> WHAT IS NEEDED: Please output the full listing, character for character.

> DATA EXCERPTS:

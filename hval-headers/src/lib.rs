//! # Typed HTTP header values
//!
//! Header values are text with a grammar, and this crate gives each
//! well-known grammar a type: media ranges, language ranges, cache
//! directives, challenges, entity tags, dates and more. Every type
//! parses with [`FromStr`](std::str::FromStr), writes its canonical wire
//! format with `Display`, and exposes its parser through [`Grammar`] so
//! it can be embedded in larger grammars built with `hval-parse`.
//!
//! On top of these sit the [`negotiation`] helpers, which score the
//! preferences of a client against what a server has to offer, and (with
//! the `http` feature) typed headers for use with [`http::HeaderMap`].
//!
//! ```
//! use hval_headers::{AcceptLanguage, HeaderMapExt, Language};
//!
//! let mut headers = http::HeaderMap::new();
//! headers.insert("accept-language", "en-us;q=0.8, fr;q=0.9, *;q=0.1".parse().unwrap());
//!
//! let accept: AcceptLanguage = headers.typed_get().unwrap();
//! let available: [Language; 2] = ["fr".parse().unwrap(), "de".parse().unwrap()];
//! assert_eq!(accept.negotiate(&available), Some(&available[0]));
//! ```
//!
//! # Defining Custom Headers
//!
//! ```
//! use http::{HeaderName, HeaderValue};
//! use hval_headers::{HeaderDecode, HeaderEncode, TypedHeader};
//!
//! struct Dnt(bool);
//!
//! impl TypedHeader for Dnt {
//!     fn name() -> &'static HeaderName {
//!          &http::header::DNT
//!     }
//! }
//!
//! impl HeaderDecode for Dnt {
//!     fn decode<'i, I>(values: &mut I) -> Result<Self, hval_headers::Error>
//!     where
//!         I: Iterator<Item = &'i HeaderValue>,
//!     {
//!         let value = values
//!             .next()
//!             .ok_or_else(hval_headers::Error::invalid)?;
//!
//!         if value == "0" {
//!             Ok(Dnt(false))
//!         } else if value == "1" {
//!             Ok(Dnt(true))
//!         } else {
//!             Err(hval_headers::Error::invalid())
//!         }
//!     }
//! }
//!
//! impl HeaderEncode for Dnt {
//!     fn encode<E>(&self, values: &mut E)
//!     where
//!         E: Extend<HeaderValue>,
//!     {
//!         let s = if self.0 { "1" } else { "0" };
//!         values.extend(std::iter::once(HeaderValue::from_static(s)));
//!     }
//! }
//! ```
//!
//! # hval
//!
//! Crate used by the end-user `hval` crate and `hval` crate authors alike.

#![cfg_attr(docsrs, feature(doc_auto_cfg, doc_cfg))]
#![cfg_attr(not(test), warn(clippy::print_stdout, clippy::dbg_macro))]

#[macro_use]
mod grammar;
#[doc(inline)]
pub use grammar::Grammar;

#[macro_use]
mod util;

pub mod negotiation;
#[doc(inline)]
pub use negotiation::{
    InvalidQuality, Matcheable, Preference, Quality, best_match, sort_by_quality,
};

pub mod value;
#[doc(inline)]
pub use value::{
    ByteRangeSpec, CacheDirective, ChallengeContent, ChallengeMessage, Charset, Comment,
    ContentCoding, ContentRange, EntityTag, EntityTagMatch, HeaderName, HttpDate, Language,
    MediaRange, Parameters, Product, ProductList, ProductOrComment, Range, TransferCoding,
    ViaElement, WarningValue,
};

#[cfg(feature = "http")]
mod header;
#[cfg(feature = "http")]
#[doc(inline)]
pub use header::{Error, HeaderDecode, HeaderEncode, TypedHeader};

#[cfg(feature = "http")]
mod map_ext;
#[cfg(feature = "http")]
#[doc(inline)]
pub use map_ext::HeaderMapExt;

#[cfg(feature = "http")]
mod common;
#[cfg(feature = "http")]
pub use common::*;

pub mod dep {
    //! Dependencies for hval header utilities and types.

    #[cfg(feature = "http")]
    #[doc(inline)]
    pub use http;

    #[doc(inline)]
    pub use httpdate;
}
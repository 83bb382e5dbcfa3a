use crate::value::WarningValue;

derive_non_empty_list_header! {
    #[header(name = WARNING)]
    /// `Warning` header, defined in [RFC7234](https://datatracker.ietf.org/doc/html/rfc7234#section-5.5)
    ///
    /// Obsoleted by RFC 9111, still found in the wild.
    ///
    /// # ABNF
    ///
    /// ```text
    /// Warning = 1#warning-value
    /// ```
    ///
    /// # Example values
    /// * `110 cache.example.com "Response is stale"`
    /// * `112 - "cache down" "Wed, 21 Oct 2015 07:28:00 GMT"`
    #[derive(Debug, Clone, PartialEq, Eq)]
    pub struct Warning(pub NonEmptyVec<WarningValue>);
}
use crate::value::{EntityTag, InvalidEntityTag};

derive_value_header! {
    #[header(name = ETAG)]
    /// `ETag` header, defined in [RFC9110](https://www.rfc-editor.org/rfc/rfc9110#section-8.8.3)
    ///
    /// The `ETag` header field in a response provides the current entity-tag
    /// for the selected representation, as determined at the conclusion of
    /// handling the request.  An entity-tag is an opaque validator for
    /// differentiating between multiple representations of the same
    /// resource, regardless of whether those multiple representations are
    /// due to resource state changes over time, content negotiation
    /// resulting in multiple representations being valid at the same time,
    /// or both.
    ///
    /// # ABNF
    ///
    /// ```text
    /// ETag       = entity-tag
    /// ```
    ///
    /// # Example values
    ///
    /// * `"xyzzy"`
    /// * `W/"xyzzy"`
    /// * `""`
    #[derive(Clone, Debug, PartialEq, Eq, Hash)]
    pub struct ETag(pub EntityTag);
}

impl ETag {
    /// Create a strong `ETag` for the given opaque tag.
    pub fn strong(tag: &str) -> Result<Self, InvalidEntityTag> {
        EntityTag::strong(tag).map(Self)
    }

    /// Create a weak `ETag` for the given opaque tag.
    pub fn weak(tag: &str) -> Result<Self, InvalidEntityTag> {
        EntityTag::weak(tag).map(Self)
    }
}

> TASK SOLUTION:
filename hval-headers/src/lib.rs
//! # Typed HTTP header values
//!
//! Header values are text with a grammar, and this crate gives each
//! well-known grammar a type: media ranges, language ranges, cache
//! directives, challenges, entity tags, dates and more. Every type
//! parses with [`FromStr`](std::str::FromStr), writes its canonical wire
//! format with `Display`, and exposes its parser through [`Grammar`] so
//! it can be embedded in larger grammars built with `hval-parse`.
//!
//! On top of these sit the [`negotiation`] helpers, which score the
//! preferences of a client against what a server has to offer, and (with
//! the `http` feature) typed headers for use with [`http::HeaderMap`].
//!
//! ```
//! use hval_headers::{AcceptLanguage, HeaderMapExt, Language};
//!
//! let mut headers = http::HeaderMap::new();
//! headers.insert("accept-language", "en-us;q=0.8, fr;q=0.9, *;q=0.1".parse().unwrap());
//!
//! let accept: AcceptLanguage = headers.typed_get().unwrap();
//! let available: [Language; 2] = ["fr".parse().unwrap(), "de".parse().unwrap()];
//! assert_eq!(accept.negotiate(&available), Some(&available[0]));
//! ```
//!
//! # Defining Custom Headers
//!
//! ```
//! use http::{HeaderName, HeaderValue};
//! use hval_headers::{HeaderDecode, HeaderEncode, TypedHeader};
//!
//! struct Dnt(bool);
//!
//! impl TypedHeader for Dnt {
//!     fn name() -> &'static HeaderName {
//!          &http::header::DNT
//!     }
//! }
//!
//! impl HeaderDecode for Dnt {
//!     fn decode<'i, I>(values: &mut I) -> Result<Self, hval_headers::Error>
//!     where
//!         I: Iterator<Item = &'i HeaderValue>,
//!     {
//!         let value = values
//!             .next()
//!             .ok_or_else(hval_headers::Error::invalid)?;
//!
//!         if value == "0" {
//!             Ok(Dnt(false))
//!         } else if value == "1" {
//!             Ok(Dnt(true))
//!         } else {
//!             Err(hval_headers::Error::invalid())
//!         }
//!     }
//! }
//!
//! impl HeaderEncode for Dnt {
//!     fn encode<E>(&self, values: &mut E)
//!     where
//!         E: Extend<HeaderValue>,
//!     {
//!         let s = if self.0 { "1" } else { "0" };
//!         values.extend(std::iter::once(HeaderValue::from_static(s)));
//!     }
//! }
//! ```
//!
//! # hval
//!
//! Crate used by the end-user `hval` crate and `hval` crate authors alike.

#![cfg_attr(docsrs, feature(doc_auto_cfg, doc_cfg))]
#![cfg_attr(not(test), warn(clippy::print_stdout, clippy::dbg_macro))]

#[macro_use]
mod grammar;
#[doc(inline)]
pub use grammar::Grammar;

#[macro_use]
mod util;

pub mod negotiation;
#[doc(inline)]
pub use negotiation::{
    InvalidQuality, Matcheable, Preference, Quality, best_match, sort_by_quality,
};

pub mod value;
#[doc(inline)]
pub use value::{
    ByteRangeSpec, CacheDirective, ChallengeContent, ChallengeMessage, Charset, Comment,
    ContentCoding, ContentRange, EntityTag, EntityTagMatch, HeaderName, HttpDate, Language,
    MediaRange, Parameters, Product, ProductList, ProductOrComment, Range, TransferCoding,
    ViaElement, WarningValue,
};

#[cfg(feature = "http")]
mod header;
#[cfg(feature = "http")]
#[doc(inline)]
pub use header::{Error, HeaderDecode, HeaderEncode, TypedHeader};

#[cfg(feature = "http")]
mod map_ext;
#[cfg(feature = "http")]
#[doc(inline)]
pub use map_ext::HeaderMapExt;

#[cfg(feature = "http")]
mod common;
#[cfg(feature = "http")]
pub use common::*;

pub mod dep {
    //! Dependencies for hval header utilities and types.

    #[cfg(feature = "http")]
    #[doc(inline)]
    pub use http;

    #[doc(inline)]
    pub use httpdate;
}
repository 83bb382e5dbcfa3a
use crate::value::WarningValue;

derive_non_empty_list_header! {
    #[header(name = WARNING)]
    /// `Warning` header, defined in [RFC7234](https://datatracker.ietf.org/doc/html/rfc7234#section-5.5)
    ///
    /// Obsoleted by RFC 9111, still found in the wild.
    ///
    /// # ABNF
    ///
    /// ```text
    /// Warning = 1#warning-value
    /// ```
    ///
    /// # Example values
    /// * `110 cache.example.com "Response is stale"`
    /// * `112 - "cache down" "Wed, 21 Oct 2015 07:28:00 GMT"`
    #[derive(Debug, Clone, PartialEq, Eq)]
    pub struct Warning(pub NonEmptyVec<WarningValue>);
}
use crate::value::{EntityTag, InvalidEntityTag};

derive_value_header! {
    #[header(name = ETAG)]
    /// `ETag` header, defined in [RFC9110](https://www.rfc-editor.org/rfc/rfc9110#section-8.8.3)
    ///
    /// The `ETag` header field in a response provides the current entity-tag
    /// for the selected representation, as determined at the conclusion of
    /// handling the request.  An entity-tag is an opaque validator for
    /// differentiating between multiple representations of the same
    /// resource, regardless of whether those multiple representations are
    /// due to resource state changes over time, content negotiation
    /// resulting in multiple representations being valid at the same time,
    /// or both.
    ///
    /// # ABNF
    ///
    /// ```text
    /// ETag       = entity-tag
    /// ```
    ///
    /// # Example values
    ///
    /// * `"xyzzy"`
    /// * `W/"xyzzy"`
    /// * `""`
    #[derive(Clone, Debug, PartialEq, Eq, Hash)]
    pub struct ETag(pub EntityTag);
}

impl ETag {
    /// Create a strong `ETag` for the given opaque tag.
    pub fn strong(tag: &str) -> Result<Self, InvalidEntityTag> {
        EntityTag::strong(tag).map(Self)
    }

    /// Create a weak `ETag` for the given opaque tag.
    pub fn weak(tag: &str) -> Result<Self, InvalidEntityTag> {
        EntityTag::weak(tag).map(Self)
    }
}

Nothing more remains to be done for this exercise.